The 10k is considered by many runners to be the distance that separates the middle distance runners from the long distance runners. A 5k (3.1 miles) race is a much quicker race with a heavy emphasis on speed. The 10k (6.2 miles) race is a nice balance of speed and endurance, and the 10k training plan below weaves those factors into the schedule to build up both your stamina and your pace.

There are not very many people out there who have the luxury of an open schedule in life. Most have to squeeze training runs into busy and hectic lives and work around higher priorities like family, work, etc.

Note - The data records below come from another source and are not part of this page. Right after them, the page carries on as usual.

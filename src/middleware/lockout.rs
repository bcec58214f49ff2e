use std::sync::{Arc, Mutex};
use std::time::{Duration, Instant};

use crate::error::{Error, Result, MAX_LOCKOUT_SECS};

#[derive(Debug, Default)]
struct LockState {
    until: Option<Instant>,
}

/// Remembers a server-imposed login lockout so further attempts are refused
/// locally until it elapses.
#[derive(Clone, Debug, Default)]
pub struct LockoutGuard {
    state: Arc<Mutex<LockState>>,
}

impl LockoutGuard {
    pub fn new() -> Self {
        Self::default()
    }

    fn lock(&self) -> std::sync::MutexGuard<'_, LockState> {
        // State is a single Option, so a poisoned lock is still consistent.
        self.state.lock().unwrap_or_else(|p| p.into_inner())
    }

    pub fn engage(&self, lockout_secs: u64) {
        self.engage_at(Instant::now(), lockout_secs);
    }

    /// Lockouts longer than [`MAX_LOCKOUT_SECS`] are clamped to it.
    pub fn engage_at(&self, now: Instant, lockout_secs: u64) {
        let span = Duration::from_secs(lockout_secs.min(MAX_LOCKOUT_SECS));
        self.lock().until = Some(now.checked_add(span).unwrap_or(now));
    }

    pub fn remaining_at(&self, now: Instant) -> Option<Duration> {
        let mut guard = self.lock();
        match guard.until {
            Some(until) if until > now => Some(until - now),
            Some(_) => {
                guard.until = None;
                None
            }
            None => None,
        }
    }

    pub fn remaining(&self) -> Option<Duration> {
        self.remaining_at(Instant::now())
    }

    /// `Err(Locked)` with the seconds left, rounded up, while locked out.
    pub fn check(&self) -> Result<()> {
        self.check_at(Instant::now())
    }

    pub fn check_at(&self, now: Instant) -> Result<()> {
        match self.remaining_at(now) {
            Some(left) => Err(Error::Locked {
                lockout_secs: left.as_secs() + u64::from(left.subsec_nanos() > 0),
            }),
            None => Ok(()),
        }
    }

    /// Engages the guard when `result` is a lockout and passes it through.
    pub fn observe<T>(&self, result: Result<T>) -> Result<T> {
        if let Err(Error::Locked { lockout_secs }) = &result {
            self.engage(*lockout_secs);
        }
        result
    }

    pub fn clear(&self) {
        self.lock().until = None;
    }
}
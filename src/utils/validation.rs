use validator::{Validate, ValidationErrors};

pub fn validate<T: Validate>(val: &T) -> Result<(), ValidationErrors> {
    val.validate()
}

/// First message attached to any field, for a one-line notification.
pub fn first_message(errors: &ValidationErrors) -> Option<String> {
    errors
        .field_errors()
        .into_iter()
        .flat_map(|(field, errs)| {
            errs.iter().map(move |e| {
                e.message
                    .as_ref()
                    .map(|m| m.to_string())
                    .unwrap_or_else(|| format!("{} is invalid", field))
            })
        })
        .next()
}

The 10k training plan below is a low‐mileage plan, but notice that Tuesdays are distance days and Saturdays are speed days. If it's not feasible to workout that long on a weekday night, try switching the Tuesday and Saturday workouts to meet your schedule.

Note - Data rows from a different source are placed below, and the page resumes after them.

use std::sync::atomic::{AtomicUsize, Ordering};
use std::sync::Arc;

use assessment_portal::config::Config;
use assessment_portal::dto::auth_dto::StudentSignupPayload;
use assessment_portal::error::Error;
use assessment_portal::models::profile::Role;
use assessment_portal::services::listing_service::StatusFilter;
use assessment_portal::services::sync_service::PortalEvent;
use assessment_portal::Portal;
use axum::{
    extract::{Path, State},
    http::StatusCode,
    routing::{get, post},
    Json, Router,
};
use chrono::{TimeZone, Utc};
use serde_json::{json, Value};

#[derive(Clone, Default)]
struct Backend {
    contest_hits: Arc<AtomicUsize>,
    closed: Arc<AtomicUsize>,
    signups: Arc<AtomicUsize>,
}

async fn staff_login(Json(body): Json<Value>) -> (StatusCode, Json<Value>) {
    match body["password"].as_str() {
        Some("wrong") => (
            StatusCode::UNAUTHORIZED,
            Json(json!({ "error": "Invalid credentials" })),
        ),
        Some("spam") => (
            StatusCode::TOO_MANY_REQUESTS,
            Json(json!({ "error": "Too many attempts", "lockout_time": 90 })),
        ),
        _ => (
            StatusCode::OK,
            Json(json!({
                "tokens": { "jwt": "staff-jwt" },
                "name": "Priya",
                "profileImage": "https://cdn.example.com/p.png"
            })),
        ),
    }
}

async fn coding(State(b): State<Backend>) -> Json<Value> {
    b.contest_hits.fetch_add(1, Ordering::SeqCst);
    Json(json!({
        "contests": [
            {
                "contestId": "c-old",
                "assessmentName": "Arrays",
                "registrationStart": "2024-01-01T00:00:00Z",
                "endDate": "2024-01-10T00:00:00Z"
            },
            {
                "contestId": "c-new",
                "assessmentName": "Graphs",
                "registrationStart": "2024-02-01T00:00:00Z",
                "endDate": "2024-02-10T00:00:00Z"
            }
        ]
    }))
}

async fn mcq() -> Json<Value> {
    Json(json!({
        "assessments": [
            {
                "_id": { "$oid": "m-1" },
                "contestId": "m-1",
                "name": "OS Basics",
                "registrationStart": "2024-01-03T00:00:00Z",
                "endDate": "2024-01-04T00:00:00Z",
                "status": "Closed"
            }
        ]
    }))
}

async fn stats() -> Json<Value> {
    Json(json!({ "total_students": "12" }))
}

async fn close_session(State(b): State<Backend>, Path(id): Path<String>) -> (StatusCode, Json<Value>) {
    if id == "missing" {
        return (StatusCode::NOT_FOUND, Json(json!({ "detail": "No such test" })));
    }
    b.closed.fetch_add(1, Ordering::SeqCst);
    (StatusCode::OK, Json(json!({ "message": "closed" })))
}

async fn student_signup(State(b): State<Backend>, Json(body): Json<Value>) -> (StatusCode, Json<Value>) {
    b.signups.fetch_add(1, Ordering::SeqCst);
    if body["regno"] == "21CS001" {
        return (
            StatusCode::BAD_REQUEST,
            Json(json!({ "error": "Registration number already exists" })),
        );
    }
    (StatusCode::CREATED, Json(json!({ "message": "Student registered" })))
}

async fn spawn_backend() -> (String, Backend) {
    let backend = Backend::default();
    let app = Router::new()
        .route("/api/staff/login/", post(staff_login))
        .route("/contests", get(coding))
        .route("/mcq", get(mcq))
        .route("/students/stats", get(stats))
        .route("/api/mcq/close-session/:id/", post(close_session))
        .route("/api/student/signup/", post(student_signup))
        .with_state(backend.clone());

    let listener = tokio::net::TcpListener::bind("127.0.0.1:0")
        .await
        .expect("bind stub backend");
    let addr = listener.local_addr().expect("local addr");
    tokio::spawn(async move {
        axum::serve(listener, app).await.expect("stub backend");
    });
    (format!("http://{}", addr), backend)
}

async fn portal(base: &str) -> Portal {
    let config = Config::with_base_url(base).expect("config");
    Portal::new(config).await.expect("portal")
}

#[tokio::test]
async fn login_errors_map_to_categories_and_lock_locally() {
    let (base, _backend) = spawn_backend().await;
    let portal = portal(&base).await;

    let err = portal
        .auth_service
        .staff_login("staff@college.edu", "wrong")
        .await
        .expect_err("401");
    assert!(matches!(err, Error::Unauthorized(ref m) if m == "Invalid credentials"));
    assert!(portal.session.token(Role::Staff).await.is_none());

    let err = portal
        .auth_service
        .staff_login("staff@college.edu", "spam")
        .await
        .expect_err("429");
    assert!(matches!(err, Error::Locked { lockout_secs: 90 }));
    assert_eq!(err.notice(), "Account temporarily locked. Try again in 1m 30s");

    // Refused without reaching the backend while the lock holds.
    let err = portal
        .auth_service
        .staff_login("staff@college.edu", "right")
        .await
        .expect_err("still locked");
    assert!(matches!(err, Error::Locked { .. }));

    portal.auth_service.lockout().clear();
    let session = portal
        .auth_service
        .staff_login("staff@college.edu", "right")
        .await
        .expect("login");
    assert_eq!(session.name, "Priya");
    assert_eq!(portal.session.token(Role::Staff).await.as_deref(), Some("staff-jwt"));
    assert_eq!(portal.api.bearer().await.as_deref(), Some("staff-jwt"));
}

#[tokio::test]
async fn dashboard_uses_cached_lists_until_a_write() {
    let (base, backend) = spawn_backend().await;
    let portal = portal(&base).await;
    let mut events = portal.feed.subscribe();
    let now = Utc.with_ymd_and_hms(2024, 1, 5, 0, 0, 0).unwrap();

    let dashboard = portal
        .test_service
        .dashboard(StatusFilter::All, "", 1, now)
        .await
        .expect("dashboard");
    assert_eq!(dashboard.stats.total_tests, 3);
    assert_eq!(dashboard.stats.total_students, 12);
    assert_eq!(dashboard.stats.live, 1);
    assert_eq!(dashboard.stats.upcoming, 1);
    assert_eq!(dashboard.stats.completed, 1);
    let ids: Vec<_> = dashboard.page.items.iter().map(|c| c.assessment.id.as_str()).collect();
    assert_eq!(ids, vec!["c-new", "c-old", "m-1"]);

    portal
        .test_service
        .dashboard(StatusFilter::Live, "", 1, now)
        .await
        .expect("cached dashboard");
    assert_eq!(backend.contest_hits.load(Ordering::SeqCst), 1);

    portal.test_service.close("c-old").await.expect("close");
    assert_eq!(backend.closed.load(Ordering::SeqCst), 1);
    loop {
        match events.recv().await.expect("event") {
            PortalEvent::TestsChanged { test_id } => {
                assert_eq!(test_id.as_deref(), Some("c-old"));
                break;
            }
            _ => continue,
        }
    }

    portal.test_service.coding_tests().await.expect("refetch");
    assert_eq!(backend.contest_hits.load(Ordering::SeqCst), 2);

    let err = portal.test_service.close("missing").await.expect_err("404");
    assert!(matches!(err, Error::NotFound(ref m) if m == "No such test"));
    assert_eq!(backend.closed.load(Ordering::SeqCst), 1);
}

#[tokio::test]
async fn student_signup_validates_before_sending() {
    let (base, backend) = spawn_backend().await;
    let portal = portal(&base).await;
    let mut payload = StudentSignupPayload {
        name: "Arun".into(),
        email: "arun@college.edu".into(),
        password: "secret1".into(),
        collegename: "Anna College".into(),
        dept: "CSE".into(),
        regno: "21CS002".into(),
        year: "III".into(),
        phone: "12345".into(),
    };

    let err = portal.auth_service.student_signup(&payload).await.expect_err("bad phone");
    assert!(matches!(err, Error::Validation(_)));
    assert_eq!(err.notice(), "Invalid phone number");
    assert_eq!(backend.signups.load(Ordering::SeqCst), 0);

    payload.phone = "9876543210".into();
    portal.auth_service.student_signup(&payload).await.expect("registered");
    assert!(portal.session.token(Role::Student).await.is_none());

    payload.regno = "21CS001".into();
    let err = portal.auth_service.student_signup(&payload).await.expect_err("duplicate");
    assert_eq!(err.notice(), "Registration number already exists");
    assert_eq!(backend.signups.load(Ordering::SeqCst), 2);
}
pub mod auth_dto;
pub mod question_dto;
pub mod student_dto;
pub mod test_dto;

While this 10k training plan works, it may not be a good fit for everyone. If you are only running 2–3 days per week now, you may want to build a transition period before you jump into this 8‐week schedule that includes 4–5 days of running per week. If you're a long‐distance runner, and you're already running long training runs (greater than 7 miles), you may want to treat Tuesdays as an easy distance day and add a tempo run, intermittently, on Mondays or Thursdays. The bottom line is that you'll need to look at the 10k training plan below and make adjustments to meet your current conditions and schedule.

Schedule

Week Mon Tues Weds Thurs Fri Sat Sun
Week 1 4 Mile easy run 5 Mile easy distance Cross‐Train (Bike, Rowing, etc.) 3 Mile easy run Rest 1x400m & 1x800m interval Rest
Week 2 4 Mile easy run 6 Mile easy run Cross‐Train 4 Mile easy run Rest 400m, 800m, 1 Mile at goal pace Rest
Week 3 4 Mile easy run 7 Mile easy run Cross‐Train 4 Mile easy run Rest 3x400m & 2x800m with 1 Mile warm‐up and cool‐down Rest
Week 4 4 Mile easy run 8 Mile easy run 3 Mile easy run 4 Mile easy run Cross‐Train 4x800m with 1 Mile warm‐up and cool‐down Rest
Week 5 4 Mile easy run 9 Mile easy run 3 Mile easy run 4 Mile easy run Cross‐Train 5x800m with 1 Mile warm‐up and cool‐down Rest
Week 6 4 Mile easy run 10 Mile easy run 3 Mile easy run 4 Mile easy run Cross‐Train 6x800m with 1 Mile warm‐up and cool‐down Rest
Week 7 4 Mile easy run 5 Mile tempo run 3 Mile easy run 4 Mile easy run Cross‐Train 7x800m with 1 Mile warm‐up and cool‐down Rest
Week 8 4 Mile easy run 4 Mile easy run 3 Mile easy run 3 Mile easy run Rest Rest Race!